Vous terminez sur le dernier de la lignée, Ptolémée de Maurétanie, fils de Juba II. Il était pressenti pour être empereur de Rome. Vous écrivez : « Le monde aurait-il été différent ? ». Je vous le demande…
J'ai la conviction intime que oui. Ptolémée a été assassiné parce qu'il avait de fortes chances de devenir empereur. Il était le petit-fils de Marc Antoine tandis que son ennemi, Caligula, n'en était que l'arrière-petit-fils. Il tenait par son père le royaume de Maurétanie, de Sétif jusqu'à l'Océan Atlantique. Il aurait pu devenir empereur de Rome, soit d'un empire encore immense qui couvrait la Méditerranée et l'Europe avec Carthage annexée, ce qui lui aurait permis de rattacher tous les morceaux de l'actuel Maghreb.
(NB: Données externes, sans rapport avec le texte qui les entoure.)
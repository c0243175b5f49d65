//! Streaming XML token reader for IQ stanzas.
//!
//! Wraps `quick_xml`'s namespace-aware reader so payload decoders only ever
//! see resolved [`QName`]s. Prefixes and `xmlns` declarations are consumed
//! here and never reach a [`StartTag`].

use std::io::BufRead;

use quick_xml::events::{BytesStart, Event};
use quick_xml::name::{QName as RawName, ResolveResult};
use quick_xml::reader::NsReader;

use crate::{Attr, CodecError, QName};

/// Namespace URIs used by the codec
pub mod ns {
    /// XMPP client namespace
    pub const JABBER_CLIENT: &str = "jabber:client";
    /// XMPP server namespace
    pub const JABBER_SERVER: &str = "jabber:server";
    /// Resource binding namespace
    pub const BIND: &str = "urn:ietf:params:xml:ns:xmpp-bind";
    /// Stanza error namespace
    pub const STANZAS: &str = "urn:ietf:params:xml:ns:xmpp-stanzas";
    /// Service discovery info namespace (XEP-0030)
    pub const DISCO_INFO: &str = "http://jabber.org/protocol/disco#info";
    /// Service discovery items namespace (XEP-0030)
    pub const DISCO_ITEMS: &str = "http://jabber.org/protocol/disco#items";
    /// IoT control namespace (XEP-0325)
    pub const IOT_CONTROL: &str = "urn:xmpp:iot:control";
    /// The namespace bound to the reserved `xml` prefix
    pub const XML: &str = "http://www.w3.org/XML/1998/namespace";
}

/// Default limit on element nesting.
pub const DEFAULT_MAX_DEPTH: usize = 64;

/// Hard ceiling on element nesting. Payloads are decoded recursively, so
/// larger configured limits are clamped to this.
pub const MAX_DEPTH_LIMIT: usize = 256;

/// One unit of markup as seen by payload decoders.
#[derive(Debug, Clone, PartialEq, Eq)]
pub enum Token {
    /// Element start (empty elements are reported as start + end)
    Start(StartTag),
    /// Element end
    End(QName),
    /// Unescaped character data (including CDATA sections)
    Text(String),
}

/// A resolved element start tag.
#[derive(Debug, Clone, PartialEq, Eq)]
pub struct StartTag {
    /// Qualified element name
    pub name: QName,
    /// Attributes in document order, without namespace declarations
    pub attrs: Vec<Attr>,
}

impl StartTag {
    /// Look up an attribute in no namespace by local name.
    pub fn attr(&self, local: &str) -> Option<&str> {
        self.attrs
            .iter()
            .find(|a| a.name.ns.is_empty() && a.name.local == local)
            .map(|a| a.value.as_str())
    }
}

/// Pull-based reader producing [`Token`]s from a byte stream.
///
/// A reader built with [`XmlReader::new`] keeps the source text so callers
/// can slice out the raw markup of an element; readers over arbitrary
/// `BufRead` streams cannot.
pub struct XmlReader<'r> {
    inner: NsReader<Box<dyn BufRead + 'r>>,
    buf: Vec<u8>,
    source: Option<&'r str>,
    depth: usize,
    max_depth: usize,
}

impl<'r> XmlReader<'r> {
    /// Create a reader over an in-memory document.
    pub fn new(source: &'r str) -> Self {
        let mut reader = Self::from_reader(source.as_bytes());
        reader.source = Some(source);
        reader
    }

    /// Create a reader over any buffered byte stream.
    pub fn from_reader<R: BufRead + 'r>(reader: R) -> Self {
        let boxed: Box<dyn BufRead + 'r> = Box::new(reader);
        let mut inner = NsReader::from_reader(boxed);
        inner.config_mut().expand_empty_elements = true;

        Self {
            inner,
            buf: Vec::with_capacity(1024),
            source: None,
            depth: 0,
            max_depth: DEFAULT_MAX_DEPTH,
        }
    }

    /// Set the element nesting limit, clamped to [`MAX_DEPTH_LIMIT`].
    pub fn with_max_depth(mut self, max_depth: usize) -> Self {
        self.max_depth = max_depth.min(MAX_DEPTH_LIMIT);
        self
    }

    /// Forget the source text, disabling raw markup capture.
    pub fn without_raw_capture(mut self) -> Self {
        self.source = None;
        self
    }

    /// Number of currently open elements.
    pub fn depth(&self) -> usize {
        self.depth
    }

    /// Byte offset of the reader in the stream.
    pub fn position(&self) -> usize {
        self.inner.buffer_position() as usize
    }

    /// Raw markup between `inner_start` and the end tag just read.
    ///
    /// `inner_start` must be the [`position`](Self::position) taken right
    /// after the element's start tag. Returns `None` when the reader has no
    /// source text.
    pub fn raw_inner(&self, inner_start: usize) -> Option<&'r str> {
        let source = self.source?;
        let consumed = source.get(..self.position())?;
        let inner_end = consumed
            .rfind("</")
            .filter(|&end| end >= inner_start)
            .unwrap_or(inner_start);
        source.get(inner_start..inner_end)
    }

    /// Read the next token.
    ///
    /// Comments, processing instructions and declarations are skipped.
    /// Running out of input is an error: a well-formed stanza always ends
    /// with an end tag.
    pub fn next_token(&mut self) -> Result<Token, CodecError> {
        loop {
            self.buf.clear();
            match self.inner.read_event_into(&mut self.buf)? {
                Event::Start(start) => {
                    if self.depth >= self.max_depth {
                        return Err(CodecError::TooDeep(self.max_depth));
                    }
                    let tag = resolve_start(&self.inner, &start)?;
                    self.depth += 1;
                    return Ok(Token::Start(tag));
                }
                Event::End(end) => {
                    let name = resolve_name(&self.inner, end.name(), true)?;
                    self.depth = self.depth.saturating_sub(1);
                    return Ok(Token::End(name));
                }
                Event::Text(text) => return Ok(Token::Text(text.unescape()?.into_owned())),
                Event::CData(data) => {
                    return Ok(Token::Text(String::from_utf8(data.into_inner().into_owned())?))
                }
                Event::Eof => return Err(CodecError::UnexpectedEof),
                _ => {}
            }
        }
    }

    /// Skip character data and return the next start tag.
    pub fn next_start(&mut self) -> Result<StartTag, CodecError> {
        loop {
            match self.next_token()? {
                Token::Start(tag) => return Ok(tag),
                Token::Text(_) => {}
                Token::End(name) => return Err(CodecError::UnexpectedEnd(name.to_string())),
            }
        }
    }

    /// Consume the rest of the element whose start tag was just read.
    pub fn skip_element(&mut self) -> Result<(), CodecError> {
        let mut depth = 1usize;
        while depth > 0 {
            match self.next_token()? {
                Token::Start(_) => depth += 1,
                Token::End(_) => depth -= 1,
                Token::Text(_) => {}
            }
        }
        Ok(())
    }

    /// Collect the character data of the element whose start tag was just
    /// read, through its end tag. Nested elements are skipped.
    pub fn read_text(&mut self) -> Result<String, CodecError> {
        let mut text = String::new();
        loop {
            match self.next_token()? {
                Token::Text(chunk) => text.push_str(&chunk),
                Token::Start(_) => self.skip_element()?,
                Token::End(_) => return Ok(text),
            }
        }
    }
}

fn resolve_start<R>(reader: &NsReader<R>, start: &BytesStart<'_>) -> Result<StartTag, CodecError> {
    let name = resolve_name(reader, start.name(), true)?;

    let mut attrs = Vec::new();
    for attr in start.attributes() {
        let attr = attr?;
        // xmlns and xmlns:prefix are bindings, not data
        if attr.key.as_namespace_binding().is_some() {
            continue;
        }
        attrs.push(Attr {
            name: resolve_name(reader, attr.key, false)?,
            value: attr.unescape_value()?.into_owned(),
        });
    }

    Ok(StartTag { name, attrs })
}

fn resolve_name<R>(
    reader: &NsReader<R>,
    raw: RawName<'_>,
    element: bool,
) -> Result<QName, CodecError> {
    let local = String::from_utf8_lossy(raw.local_name().as_ref()).into_owned();

    if let Some(prefix) = raw.prefix() {
        if prefix.as_ref() == b"xml" {
            return Ok(QName::new(ns::XML, local));
        }
    }

    let (resolved, _) = if element {
        reader.resolve_element(raw)
    } else {
        reader.resolve_attribute(raw)
    };

    let ns = match resolved {
        ResolveResult::Bound(ns) => String::from_utf8_lossy(ns.as_ref()).into_owned(),
        ResolveResult::Unbound => String::new(),
        ResolveResult::Unknown(prefix) => {
            return Err(CodecError::UnboundPrefix(
                String::from_utf8_lossy(&prefix).into_owned(),
            ))
        }
    };

    Ok(QName { ns, local })
}

#[cfg(test)]
mod tests {
    use super::*;

    fn collect(xml: &str) -> Vec<Token> {
        let mut reader = XmlReader::new(xml);
        let mut tokens = Vec::new();
        loop {
            let token = reader.next_token().unwrap();
            let done = matches!(token, Token::End(_)) && reader.depth() == 0;
            tokens.push(token);
            if done {
                return tokens;
            }
        }
    }

    #[test]
    fn test_empty_elements_are_expanded() {
        let tokens = collect("<a xmlns='urn:a'><b/></a>");
        assert_eq!(tokens.len(), 4);
        assert!(matches!(&tokens[1], Token::Start(tag) if tag.name.is("urn:a", "b")));
        assert!(matches!(&tokens[2], Token::End(name) if name.is("urn:a", "b")));
    }

    #[test]
    fn test_namespace_declarations_are_not_attributes() {
        let mut reader = XmlReader::new("<q xmlns='urn:q' xmlns:p='urn:p' node='n1'/>");
        let tag = reader.next_start().unwrap();

        assert_eq!(tag.name, QName::new("urn:q", "q"));
        assert_eq!(tag.attrs, vec![Attr::new("node", "n1")]);
        assert_eq!(tag.attr("node"), Some("n1"));
    }

    #[test]
    fn test_prefixes_resolve_to_namespaces() {
        let mut reader =
            XmlReader::new("<p:q xmlns:p='urn:p' p:kind='k' xml:lang='en'></p:q>");
        let tag = reader.next_start().unwrap();

        assert_eq!(tag.name, QName::new("urn:p", "q"));
        assert_eq!(tag.attrs[0], Attr::namespaced("urn:p", "kind", "k"));
        assert_eq!(tag.attrs[1], Attr::namespaced(ns::XML, "lang", "en"));
        // Prefixed attributes are not looked up by bare local name
        assert_eq!(tag.attr("kind"), None);
    }

    #[test]
    fn test_unbound_prefix_is_an_error() {
        let mut reader = XmlReader::new("<x:q/>");
        assert!(matches!(
            reader.next_start(),
            Err(CodecError::UnboundPrefix(prefix)) if prefix == "x"
        ));
    }

    #[test]
    fn test_text_is_unescaped() {
        let mut reader = XmlReader::new("<t>a &amp; b<![CDATA[ <c>]]></t>");
        reader.next_start().unwrap();
        assert_eq!(reader.read_text().unwrap(), "a & b <c>");
    }

    #[test]
    fn test_read_text_skips_nested_elements() {
        let mut reader = XmlReader::new("<t>one<skip>two</skip>three</t>");
        reader.next_start().unwrap();
        assert_eq!(reader.read_text().unwrap(), "onethree");
        assert_eq!(reader.depth(), 0);
    }

    #[test]
    fn test_truncated_input_fails() {
        let mut reader = XmlReader::new("<iq><query>");
        reader.next_start().unwrap();
        assert!(reader.skip_element().is_err());
    }

    #[test]
    fn test_depth_limit() {
        let mut reader = XmlReader::new("<a><b><c/></b></a>").with_max_depth(2);
        reader.next_start().unwrap();
        reader.next_start().unwrap();
        assert!(matches!(reader.next_token(), Err(CodecError::TooDeep(2))));
    }

    #[test]
    fn test_depth_limit_is_clamped() {
        let reader = XmlReader::new("<a/>").with_max_depth(100_000);
        assert_eq!(reader.max_depth, MAX_DEPTH_LIMIT);

        let reader = XmlReader::new("<a/>").with_max_depth(8);
        assert_eq!(reader.max_depth, 8);
    }

    #[test]
    fn test_raw_inner_capture() {
        let mut reader = XmlReader::new("<iq><x a='1'/>text</iq>");
        reader.next_start().unwrap();
        let mark = reader.position();
        reader.skip_element().unwrap();

        assert_eq!(reader.raw_inner(mark), Some("<x a='1'/>text"));
    }

    #[test]
    fn test_raw_inner_of_empty_element() {
        let mut reader = XmlReader::new("<r><a></a><iq/></r>");
        reader.next_start().unwrap();
        reader.next_start().unwrap();
        reader.skip_element().unwrap();
        reader.next_start().unwrap();
        let mark = reader.position();
        reader.skip_element().unwrap();

        assert_eq!(reader.raw_inner(mark), Some(""));
    }

    #[test]
    fn test_streaming_reader_has_no_raw_capture() {
        let mut reader = XmlReader::from_reader("<iq><x/></iq>".as_bytes());
        reader.next_start().unwrap();
        let mark = reader.position();
        reader.skip_element().unwrap();

        assert_eq!(reader.raw_inner(mark), None);
    }
}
Héritier, de plus, de la lignée pharaonique par sa grand-mère maternelle, Cléopâtre, il était donc potentiellement, avec cette triple filiation, le maître du monde.
Comme on dit, du « monde connu » à cette époque…
S'il était monté sur le trône à Rome, l'histoire aurait pu connaître d'autres évolutions. Mais ce ne sont là que supputations et, là, je dois rappeler l'adage si sage qui veut que l'histoire ne s'écrit pas avec des « si ».
Nos ancêtres les rois numides ou les Aguellids des Imazighen (du 3e siècle av J.C. au 1er siècle). Mahfoud Ferroukhi. Ed. Dalimen, Alger. 2009. 150 p.
Repères :
Né en 1953 à Alger, Mahfoud Ferroukhi a étudié l'histoire de l'art et l'archéologie à l'université Aristote Thessaloniki (Grèce) avant de soutenir en 2001 un doctorat dans les mêmes disciplines à l'université Paul Valery de Montpellier. Depuis 1991, il est chargé de mission pour la coopération internationale (Maghreb) à l'Institut national de recherches archéologiques préventives (France) et responsable scientifique d'opérations. Il a longtemps travaillé au ministère de la Culture avec des responsabilités relatives à l'archéologie et aux musées. Son ouvrage sur les rois numides a été illustré par sa nièce, Nadia Ferroukhi, photographe internationale, avec un magnifique dessin de son frère, le peintre Noureddine Ferroukhi, représentant le suicide de Sophonisbe. Mahfoud Ferroukhi prépare actuellement un ouvrage sur Juba et Cléopâtre.